While the Project SEARCH program at Parkwest is currently suspended due to COVID-19, we want to celebrate our excellent interns and hope to have them back at our hospital soon.
Project SEARCH has a long-standing presence in Knoxville with adult programs that help individuals with developmental disabilities learn job skills, and find gainful employment. Parkwest Medical Center
proudly partnered with the Knox County School System and Sertoma to offer the community’s first program for students ages 18-22 who are still in high school. The 2019-20 group of interns will experience an abbreviated internship due to it being the first year of programming, but going forward students will participate in the internship during the entire school year. Since Knox County schools are not currently in session due to COVID-19, the program is currently suspended.

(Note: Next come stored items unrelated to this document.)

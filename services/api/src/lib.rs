//! Dev Blog API service
//!
//! Serves the `/api/auth` and `/api/posts` REST endpoints on top of MongoDB.
//! [`create_app`] assembles the full HTTP application from an [`AppState`],
//! which lets tests drive it against in-memory stores.

use axum::{
    Router,
    http::{HeaderValue, Method, header, request::Parts},
};
use tower_http::{
    cors::{AllowOrigin, CorsLayer},
    trace::TraceLayer,
};

pub mod config;
pub mod error;
pub mod form;
pub mod models;
pub mod repositories;
pub mod routes;
pub mod state;

pub use crate::config::ServerConfig;
pub use state::AppState;

/// Build the HTTP application with CORS and request tracing
pub fn create_app(state: AppState, config: &ServerConfig) -> Router {
    routes::create_router(state)
        .layer(cors_layer(&config.cors_origins))
        .layer(TraceLayer::new_for_http())
}

fn cors_layer(origins: &[String]) -> CorsLayer {
    let origins = origins.to_vec();

    CorsLayer::new()
        .allow_origin(AllowOrigin::predicate(
            move |origin: &HeaderValue, _request: &Parts| {
                origin
                    .to_str()
                    .map(|origin| crate::config::origin_allowed(&origins, origin))
                    .unwrap_or(false)
            },
        ))
        .allow_methods([
            Method::GET,
            Method::POST,
            Method::PUT,
            Method::DELETE,
            Method::OPTIONS,
        ])
        .allow_headers([header::CONTENT_TYPE, header::AUTHORIZATION])
        .allow_credentials(true)
}
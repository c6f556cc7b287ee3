//! Authentication for the Dev Blog application
//!
//! Users sign up and log in through the `/api/auth` routes and receive a
//! signed bearer token. Protected routes in every service validate that
//! token with [`middleware::auth_middleware`] and read the caller from the
//! [`middleware::AuthUser`] extractor.

use std::sync::Arc;

pub mod error;
pub mod jwt;
pub mod middleware;
pub mod models;
pub mod password;
pub mod repositories;
pub mod routes;
pub mod validation;

pub use error::AuthError;
pub use jwt::{JwtConfig, JwtService};
pub use middleware::{AuthUser, auth_middleware};
pub use repositories::{MongoUserRepository, UserStore};

/// State needed by the authentication handlers
#[derive(Clone)]
pub struct AuthState {
    pub users: Arc<dyn UserStore>,
    pub jwt_service: JwtService,
}
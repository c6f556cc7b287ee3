//! JWT service for token generation and validation
//!
//! Tokens are signed with a shared HS256 secret and carry the user id and
//! username. Validation is stateless: there is no refresh flow and no
//! revocation list, a token is good until it expires.

use anyhow::Result;
use jsonwebtoken::{Algorithm, DecodingKey, EncodingKey, Header, Validation, decode, encode};
use serde::{Deserialize, Serialize};
use std::time::{SystemTime, UNIX_EPOCH};

use crate::models::User;

/// JWT configuration
#[derive(Debug, Clone)]
pub struct JwtConfig {
    /// Shared secret used to sign and verify tokens
    pub secret: String,
    /// Token lifetime in seconds (default: 24 hours)
    pub token_expiry: u64,
}

impl JwtConfig {
    /// Create a new JwtConfig from environment variables
    ///
    /// # Environment Variables
    /// - `JWT_SECRET`: Signing secret (required)
    /// - `JWT_EXPIRY`: Token lifetime in seconds (default: 86400)
    pub fn from_env() -> Result<Self> {
        let secret = std::env::var("JWT_SECRET")
            .map_err(|_| anyhow::anyhow!("JWT_SECRET environment variable not set"))?;

        if secret.trim().is_empty() {
            anyhow::bail!("JWT_SECRET must not be empty");
        }

        let token_expiry = std::env::var("JWT_EXPIRY")
            .unwrap_or_else(|_| "86400".to_string())
            .parse()
            .unwrap_or(86400);

        Ok(JwtConfig {
            secret,
            token_expiry,
        })
    }
}

/// JWT claims structure
#[derive(Debug, Clone, Serialize, Deserialize)]
pub struct Claims {
    /// User ID as a 24 character hex ObjectId
    pub sub: String,
    /// Username at the time the token was issued
    pub username: String,
    /// Issued at time
    pub iat: u64,
    /// Expiration time
    pub exp: u64,
}

/// JWT service
#[derive(Clone)]
pub struct JwtService {
    encoding_key: EncodingKey,
    decoding_key: DecodingKey,
    validation: Validation,
    config: JwtConfig,
}

impl JwtService {
    /// Initialize a new JWT service
    pub fn new(config: JwtConfig) -> Self {
        let encoding_key = EncodingKey::from_secret(config.secret.as_bytes());
        let decoding_key = DecodingKey::from_secret(config.secret.as_bytes());
        let mut validation = Validation::new(Algorithm::HS256);
        validation.validate_exp = true;

        JwtService {
            encoding_key,
            decoding_key,
            validation,
            config,
        }
    }

    /// Generate a bearer token for a user
    pub fn generate_token(&self, user: &User) -> Result<String> {
        let now = SystemTime::now()
            .duration_since(UNIX_EPOCH)
            .map_err(|e| anyhow::anyhow!("Failed to get current time: {}", e))?
            .as_secs();

        let claims = Claims {
            sub: user.id.to_hex(),
            username: user.username.clone(),
            iat: now,
            exp: now.saturating_add(self.config.token_expiry),
        };

        let token = encode(&Header::new(Algorithm::HS256), &claims, &self.encoding_key)?;
        Ok(token)
    }

    /// Validate a token and return the claims
    pub fn validate_token(&self, token: &str) -> Result<Claims> {
        let token_data = decode::<Claims>(token, &self.decoding_key, &self.validation)?;
        Ok(token_data.claims)
    }
}
//! Database module for handling MongoDB connections
//!
//! This module provides connection configuration, client initialization and
//! health checks for the MongoDB document store.

use crate::error::{DatabaseError, DatabaseResult};
use mongodb::{Client, Database, bson::doc, options::ClientOptions};
use std::env;
use tracing::info;

const DEFAULT_URI: &str = "mongodb://localhost:27017/dev-blog";
const DEFAULT_DATABASE: &str = "dev-blog";

/// Database configuration struct
#[derive(Debug, Clone)]
pub struct DatabaseConfig {
    /// MongoDB connection string
    pub uri: String,
    /// Name of the database holding the `users` and `posts` collections
    pub database: String,
    /// Maximum number of connections in the driver pool
    pub max_pool_size: u32,
}

impl DatabaseConfig {
    /// Create a new DatabaseConfig from environment variables
    ///
    /// # Environment Variables
    /// - `MONGO_URI`: MongoDB connection string (default: "mongodb://localhost:27017/dev-blog")
    /// - `MONGO_DATABASE`: Database name (default: the one named in the URI, else "dev-blog")
    /// - `MONGO_MAX_POOL_SIZE`: Maximum number of pooled connections (default: 10)
    pub fn from_env() -> DatabaseResult<Self> {
        let uri = env::var("MONGO_URI").unwrap_or_else(|_| DEFAULT_URI.to_string());

        if !uri.starts_with("mongodb://") && !uri.starts_with("mongodb+srv://") {
            return Err(DatabaseError::Configuration(format!(
                "Invalid MongoDB URI scheme: {}",
                uri
            )));
        }

        let database = env::var("MONGO_DATABASE")
            .ok()
            .filter(|name| !name.is_empty())
            .or_else(|| database_name_from_uri(&uri))
            .unwrap_or_else(|| DEFAULT_DATABASE.to_string());

        let max_pool_size = env::var("MONGO_MAX_POOL_SIZE")
            .ok()
            .and_then(|s| s.parse().ok())
            .unwrap_or(10);

        Ok(Self {
            uri,
            database,
            max_pool_size,
        })
    }
}

/// Extract the default database name from a connection string
///
/// `mongodb://host:27017/dev-blog?retryWrites=true` yields `dev-blog`.
fn database_name_from_uri(uri: &str) -> Option<String> {
    let (_, rest) = uri.split_once("://")?;
    let (_, path) = rest.split_once('/')?;
    let name = path.split('?').next().unwrap_or_default();

    if name.is_empty() {
        None
    } else {
        Some(name.to_string())
    }
}

/// Initialize a MongoDB client and select the configured database
///
/// # Arguments
///
/// * `config` - Database configuration
///
/// # Returns
///
/// * `DatabaseResult<Database>` - Handle to the configured database or error
pub async fn init_database(config: &DatabaseConfig) -> DatabaseResult<Database> {
    info!("Initializing MongoDB client for database {}", config.database);

    let mut options = ClientOptions::parse(&config.uri)
        .await
        .map_err(|e| DatabaseError::Configuration(format!("Invalid MongoDB URI: {}", e)))?;
    options.max_pool_size = Some(config.max_pool_size);
    options.app_name = Some("devblog".to_string());

    let client = Client::with_options(options).map_err(DatabaseError::Connection)?;

    Ok(client.database(&config.database))
}

/// Check database connectivity
///
/// # Arguments
///
/// * `database` - MongoDB database handle
///
/// # Returns
///
/// * `DatabaseResult<bool>` - True if the server answered the ping
pub async fn health_check(database: &Database) -> DatabaseResult<bool> {
    database
        .run_command(doc! { "ping": 1 }, None)
        .await
        .map_err(DatabaseError::Query)?;

    Ok(true)
}
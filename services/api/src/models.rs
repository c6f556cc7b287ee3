//! API models for documents and response payloads

pub mod post;

pub use post::{AuthorSummary, ImageBlob, NewPost, Post, PostChanges, PostImage, PostResponse};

Project SEARCH interns learn various job skills by training in at least three different departments within the medical center. The overall goal of Project SEARCH is to learn viable job skills and obtain employment within the school year. Employment can be sought at the host site or elsewhere in the community. “We’re so honored to be part of the first student Project Search program in Knox County. The interns who have been with us for the last few months are simply amazing. I love not only what all they are learning,but what an impact they are making within the departments where they are working,” commented Parkwest Medical Center chief administrative officer Neil Heatherly. “We love having them as part of our Parkwest family.”

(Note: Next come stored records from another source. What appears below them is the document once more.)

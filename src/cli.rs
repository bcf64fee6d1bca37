use crate::Arguments;
use clap::{
    arg, crate_authors, crate_description, crate_name, crate_version, value_parser, Arg,
    ArgMatches, Command,
};
use std::ffi::OsString;
use std::path::PathBuf;

const DEFAULT_OUTPUT_FILE: &str = "output.tga";

pub struct CLIParser {
    command: Command,
}

impl CLIParser {
    pub fn new() -> Self {
        let command = Self::create_base_command();
        let command = Self::register_arguments(command);
        CLIParser { command }
    }

    pub fn parse<I, T>(&mut self, itr: I) -> Arguments
    where
        I: IntoIterator<Item = T>,
        T: Into<OsString> + Clone,
    {
        let matches = self
            .command
            .try_get_matches_from_mut(itr)
            .unwrap_or_else(|e| e.exit());
        Self::extract_arguments(&matches)
    }

    fn register_arguments(command: Command) -> Command {
        let command = Self::register_output_file_argument(command);
        Self::register_rle_argument(command)
    }

    fn register_output_file_argument(command: Command) -> Command {
        command.arg(Self::create_output_file_argument())
    }

    fn register_rle_argument(command: Command) -> Command {
        command.arg(Self::create_rle_argument())
    }

    fn create_base_command() -> Command {
        Command::new(crate_name!())
            .version(crate_version!())
            .author(crate_authors!())
            .about(crate_description!())
    }

    fn create_output_file_argument() -> Arg {
        Arg::new("output_file")
            .help("Path to TGA output file")
            .value_parser(value_parser!(PathBuf))
            .default_value(DEFAULT_OUTPUT_FILE)
    }

    fn create_rle_argument() -> Arg {
        arg!(rle: -r --rle <RLE> "Run-length encode the pixel data")
            .default_value("true")
            .value_parser(value_parser!(bool))
    }

    fn extract_arguments(matches: &ArgMatches) -> Arguments {
        Arguments {
            output_file: Self::extract_output_file_argument(matches),
            use_rle: Self::extract_rle_argument(matches),
        }
    }

    fn extract_output_file_argument(matches: &ArgMatches) -> PathBuf {
        matches
            .get_one::<PathBuf>("output_file")
            .expect("Output file has a default value, but was unset.")
            .clone()
    }

    fn extract_rle_argument(matches: &ArgMatches) -> bool {
        matches
            .get_one::<bool>("rle")
            .expect("RLE flag has a default value, but was unset.")
            .to_owned()
    }
}

impl Default for CLIParser {
    fn default() -> Self {
        Self::new()
    }
}
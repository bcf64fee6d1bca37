use super::PixelBuffer;

pub const MAX_PACKET_LENGTH: usize = 128;

/// A TGA run-length packet, counted in pixels.
#[derive(Clone, Copy, Debug, PartialEq, Eq)]
pub enum Packet {
    /// `length` pixels stored one after another
    Raw { length: usize },
    /// a single pixel repeated `length` times
    Run { length: usize },
}

impl Packet {
    pub fn from_control_byte(control_byte: u8) -> Self {
        if control_byte < 128 {
            Self::Raw {
                length: control_byte as usize + 1,
            }
        } else {
            Self::Run {
                length: control_byte as usize - 127,
            }
        }
    }

    pub fn control_byte(&self) -> u8 {
        match self {
            Self::Raw { length } => (length - 1) as u8,
            Self::Run { length } => (length + 127) as u8,
        }
    }

    pub fn length(&self) -> usize {
        match self {
            Self::Raw { length } | Self::Run { length } => *length,
        }
    }

    /// Number of pixels whose channel bytes follow the control byte.
    pub fn stored_pixels(&self) -> usize {
        match self {
            Self::Raw { length } => *length,
            Self::Run { .. } => 1,
        }
    }
}

/// Splits the flat pixel stream of an image into packets.
///
/// The split is greedy: the first comparison of a packet decides whether it
/// is a run or a raw packet, and a raw packet ends as soon as two equal
/// neighbours show up, even where keeping them raw would be smaller.
pub struct RunLengthPacketizer<'a> {
    image: &'a PixelBuffer,
    current_pixel: usize,
}

impl<'a> RunLengthPacketizer<'a> {
    pub fn new(image: &'a PixelBuffer) -> Self {
        Self {
            image,
            current_pixel: 0,
        }
    }

    fn pixels_equal(&self, index: usize) -> bool {
        self.image.pixel(index) == self.image.pixel(index + 1)
    }
}

impl Iterator for RunLengthPacketizer<'_> {
    /// the packet and the index of its first pixel
    type Item = (Packet, usize);

    fn next(&mut self) -> Option<Self::Item> {
        let pixel_count = self.image.pixel_count();
        let start = self.current_pixel;
        if start >= pixel_count {
            return None;
        }
        let mut run_length = 1;
        let mut raw = true;
        let mut compared_pixel = start;
        while start + run_length < pixel_count && run_length < MAX_PACKET_LENGTH {
            let equal = self.pixels_equal(compared_pixel);
            compared_pixel += 1;
            if run_length == 1 {
                raw = !equal;
            }
            if raw && equal {
                run_length -= 1;
                break;
            }
            if !raw && !equal {
                break;
            }
            run_length += 1;
        }
        self.current_pixel += run_length;
        let packet = if raw {
            Packet::Raw { length: run_length }
        } else {
            Packet::Run { length: run_length }
        };
        Some((packet, start))
    }
}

The 2019-20 interns were placed in rotations at Parkwest Medical Center in various departments, including central supply, nursing units, housekeeping, food services, pre-op, and surgery. Future interns will have opportunities as the program grows at Parkwest. Intern candidates for the upcoming school year recently participated in a skills day that included observation of them completing various tasks, and interviews with both the
students and their families.
In addition to the rotations in the hospital learning various skills, the interns experience classroom curriculum around team building, workplace safety, technology, self-advocacy, maintaining employment, financial literacy, health and wellness, and preparing for employment. This curriculum is taught by Knox County instructor Shannan Dean and skills trainer Henry Naff. Additional support is offered by Ashley Copeland and Delia Robinson, Director of Employment at Sertoma as skills trainers.
“It is a privilege to work with the interns each day. I love seeing their excitement and confidence grow when they learn a new skill. An intern’s can-do attitude can provide not only assistance to the department, but can also help to create a more positive work environment for everyone,” said Ashley S. Copeland, CESP, Employment Manager with Sertoma, and skills trainer at Parkwest.

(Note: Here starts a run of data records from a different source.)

use std::io::Read;

use super::super::header::{DataType, TgaHeader, HEADER_LENGTH};
use super::super::run_length::Packet;
use super::super::{ImageReader, PixelBuffer};
use crate::error::Error;
use crate::logger;

const HEADER_SECTION_NAME: &str = "header";
const IMAGE_ID_SECTION_NAME: &str = "image id";
const PIXEL_DATA_SECTION_NAME: &str = "pixel data";
const RUN_LENGTH_PACKET_SECTION_NAME: &str = "run-length packet";

pub struct TgaImageReader<T: Read> {
    reader: T,
}

impl<T: Read> TgaImageReader<T> {
    pub fn new(reader: T) -> Self {
        Self { reader }
    }

    fn read_exact(&mut self, buffer: &mut [u8], section: &'static str) -> crate::Result<()> {
        self.reader
            .read_exact(buffer)
            .map_err(|_| Error::TruncatedData(section))
    }

    fn read_header(&mut self) -> crate::Result<TgaHeader> {
        let mut bytes = [0; HEADER_LENGTH];
        self.read_exact(&mut bytes, HEADER_SECTION_NAME)?;
        logger::log_header(&bytes);
        Ok(TgaHeader::from_bytes(&bytes))
    }

    fn skip_image_id(&mut self, header: &TgaHeader) -> crate::Result<()> {
        let mut image_id = vec![0; header.id_length as usize];
        self.read_exact(&mut image_id, IMAGE_ID_SECTION_NAME)
    }

    fn read_raw_data(&mut self, image: &mut PixelBuffer) -> crate::Result<()> {
        self.read_exact(image.as_bytes_mut(), PIXEL_DATA_SECTION_NAME)
    }

    fn read_control_byte(&mut self) -> crate::Result<u8> {
        let mut byte = [0; 1];
        self.read_exact(&mut byte, RUN_LENGTH_PACKET_SECTION_NAME)?;
        Ok(byte[0])
    }

    /// Fills the image as one flat pixel stream, so packets may cross rows.
    fn read_run_length_data(&mut self, image: &mut PixelBuffer) -> crate::Result<()> {
        let pixel_count = image.pixel_count();
        let bytes_per_pixel = image.bytes_per_pixel();
        let data = image.as_bytes_mut();
        let mut pixel = [0; 4];
        let mut decoded_pixels = 0;
        while decoded_pixels < pixel_count {
            let packet = Packet::from_control_byte(self.read_control_byte()?);
            if decoded_pixels + packet.length() > pixel_count {
                return Err(Error::CorruptRle {
                    decoded_pixels,
                    packet_length: packet.length(),
                    pixel_count,
                });
            }
            let start = decoded_pixels * bytes_per_pixel;
            let end = start + packet.length() * bytes_per_pixel;
            match packet {
                Packet::Raw { .. } => {
                    self.read_exact(&mut data[start..end], RUN_LENGTH_PACKET_SECTION_NAME)?;
                }
                Packet::Run { .. } => {
                    self.read_exact(&mut pixel[..bytes_per_pixel], RUN_LENGTH_PACKET_SECTION_NAME)?;
                    for target in data[start..end].chunks_exact_mut(bytes_per_pixel) {
                        target.copy_from_slice(&pixel[..bytes_per_pixel]);
                    }
                }
            }
            decoded_pixels += packet.length();
        }
        Ok(())
    }

    fn apply_orientation(header: &TgaHeader, image: &mut PixelBuffer) {
        if header.is_bottom_up() {
            image.flip_vertically();
        }
        if header.is_right_to_left() {
            image.flip_horizontally();
        }
    }
}

impl<T: Read> ImageReader for TgaImageReader<T> {
    fn read_image(&mut self) -> crate::Result<PixelBuffer> {
        let header = self.read_header()?;
        let format = header.format()?;
        let data_type = header.data_type()?;
        self.skip_image_id(&header)?;
        let mut image = PixelBuffer::new(header.width, header.height, format)?;
        log::debug!("Reading {} pixel data", data_type);
        match data_type {
            DataType::UncompressedTrueColor | DataType::UncompressedGrayscale => {
                self.read_raw_data(&mut image)?
            }
            DataType::RunLengthTrueColor | DataType::RunLengthGrayscale => {
                self.read_run_length_data(&mut image)?
            }
        }
        Self::apply_orientation(&header, &mut image);
        log::info!(
            "{}x{}/{}",
            image.width(),
            image.height(),
            image.bytes_per_pixel() * 8
        );
        Ok(image)
    }
}

#[cfg(test)]
mod test {
    use super::TgaImageReader;
    use crate::color::Color;
    use crate::error::Error;
    use crate::image::{Format, ImageReader, PixelBuffer};
    use crate::Result;

    fn header(data_type: u8, width: u16, height: u16, bits: u8, descriptor: u8) -> Vec<u8> {
        let mut bytes = vec![0, 0, data_type, 0, 0, 0, 0, 0, 0, 0, 0, 0];
        bytes.extend(width.to_le_bytes());
        bytes.extend(height.to_le_bytes());
        bytes.push(bits);
        bytes.push(descriptor);
        bytes
    }

    fn read_tga(bytes: &[u8]) -> Result<PixelBuffer> {
        TgaImageReader::new(bytes).read_image()
    }

    #[test]
    fn read_raw_grayscale_top_left() {
        let mut bytes = header(3, 2, 2, 8, 0x20);
        bytes.extend([1, 2, 3, 4]);
        let image = read_tga(&bytes).unwrap();
        assert_eq!(image.format(), Format::Grayscale);
        assert_eq!(image.as_bytes(), &[1, 2, 3, 4]);
    }

    #[test]
    fn bottom_left_origin_is_flipped() {
        let mut bytes = header(3, 2, 2, 8, 0x00);
        bytes.extend([1, 2, 3, 4]);
        let image = read_tga(&bytes).unwrap();
        assert_eq!(image.as_bytes(), &[3, 4, 1, 2]);
    }

    #[test]
    fn right_to_left_order_is_flipped() {
        let mut bytes = header(3, 2, 2, 8, 0x30);
        bytes.extend([1, 2, 3, 4]);
        let image = read_tga(&bytes).unwrap();
        assert_eq!(image.as_bytes(), &[2, 1, 4, 3]);
    }

    #[test]
    fn read_raw_rgb_pixels() {
        let mut bytes = header(2, 1, 1, 24, 0x20);
        bytes.extend([30, 20, 10]);
        let image = read_tga(&bytes).unwrap();
        assert_eq!(image.get(0, 0), Color::rgb(10, 20, 30));
    }

    #[test]
    fn image_id_is_skipped() {
        let mut bytes = header(3, 1, 1, 8, 0x20);
        bytes[0] = 3;
        bytes.extend([b'a', b'b', b'c', 42]);
        let image = read_tga(&bytes).unwrap();
        assert_eq!(image.as_bytes(), &[42]);
    }

    #[test]
    fn run_packet_crosses_row_boundary() {
        let mut bytes = header(11, 3, 2, 8, 0x20);
        // raw 1 pixel, run of 4, raw 1 pixel
        bytes.extend([0, 1, 131, 6, 0, 2]);
        let image = read_tga(&bytes).unwrap();
        assert_eq!(image.as_bytes(), &[1, 6, 6, 6, 6, 2]);
    }

    #[test]
    fn read_run_length_rgba() {
        let mut bytes = header(10, 2, 1, 32, 0x20);
        bytes.extend([129, 1, 2, 3, 4]);
        let image = read_tga(&bytes).unwrap();
        assert_eq!(image.as_bytes(), &[1, 2, 3, 4, 1, 2, 3, 4]);
    }

    #[test]
    fn truncated_header() {
        let bytes = [0, 0, 2, 0];
        assert!(matches!(read_tga(&bytes), Err(Error::TruncatedData("header"))));
    }

    #[test]
    fn truncated_raw_data() {
        let mut bytes = header(2, 2, 2, 24, 0x20);
        bytes.extend([0; 11]);
        assert!(matches!(
            read_tga(&bytes),
            Err(Error::TruncatedData("pixel data"))
        ));
    }

    #[test]
    fn truncated_run_length_data() {
        let mut bytes = header(11, 4, 1, 8, 0x20);
        bytes.extend([129, 5]);
        assert!(matches!(
            read_tga(&bytes),
            Err(Error::TruncatedData("run-length packet"))
        ));
    }

    #[test]
    fn run_longer_than_image_is_corrupt() {
        let mut bytes = header(11, 2, 1, 8, 0x20);
        bytes.extend([130, 5]);
        assert!(matches!(
            read_tga(&bytes),
            Err(Error::CorruptRle {
                decoded_pixels: 0,
                packet_length: 3,
                pixel_count: 2
            })
        ));
    }

    #[test]
    fn unknown_data_type() {
        let mut bytes = header(1, 1, 1, 8, 0x20);
        bytes.push(0);
        assert!(matches!(read_tga(&bytes), Err(Error::UnsupportedFormat(1))));
    }

    #[test]
    fn invalid_bits_per_pixel() {
        let mut bytes = header(2, 1, 1, 16, 0x20);
        bytes.extend([0, 0]);
        assert!(matches!(
            read_tga(&bytes),
            Err(Error::InvalidHeader { .. })
        ));
    }

    #[test]
    fn zero_width_is_invalid() {
        let bytes = header(2, 0, 1, 24, 0x20);
        assert!(matches!(
            read_tga(&bytes),
            Err(Error::InvalidHeader { width: 0, .. })
        ));
    }
}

Knox County instructor Shannan Dean, who works with the students on a daily basis commented, “Every step, either big or small, has been a joy to watch through the eyes of Parkwest’s employees. Our Project SEARCH interns have become more than trainees and have found a real place within the Parkwest family.”
Some of the Job Skills Learned While Working at Parkwest
- Central Supply: Stock shelves, stock supply rooms, fill pick lists/orders, deliver supplies and break down boxes.
- 5 Riverstone: Make admission kits, stock isolation cubbies and patient rooms, deliver and pick up food trays, provide patients with towels and washcloths, and remove linen bags and trash.
- Childbirth Center: Prepare baby packets and folders, deliver and pick up food trays, assemble admission bags, and stock supplies.
- Housekeeping: Empty trash receptacles, maintain lobby areas, clean surface areas and restrooms, and dress stretchers and beds.
- Food Services: Bag and tag bakery items, bag plastic silverware, and roll silverware.
- Pre-op: Make bed rolls, stock drawers in patient rooms and refrigerators, and dress stretchers.
- Surgery: Clean surgery rooms after surgery and prepare anesthesia area.
The History of Project SEARCH
Project SEARCH’s primary objective is to secure competitive employment for people with disabilities. The program was developed at Cincinnati Children’s Hospital Medical Center, a research environment that fosters visionary thinking and innovation. It all began in 1996, when Erin Riehle was Director of Cincinnati Children’s Emergency Department.
Since the hospital cared for patients with developmental disabilities, it made sense to Erin that the hospital commit to hiring employees with disabilities, too. She wondered if it would be possible to train people with developmental disabilities to fill some of the high-turnover, entry-level positions in her department, which involved complex and systematic tasks such as stocking supply cabinets.
As a starting point, Erin presented her ideas to Susie Rutkowski, special education director at Great Oaks Career
Campuses. Erin and Susie formed a partnership that was instantaneous, and together they launched Project Children’s to a large and continuously expanding international network of sites.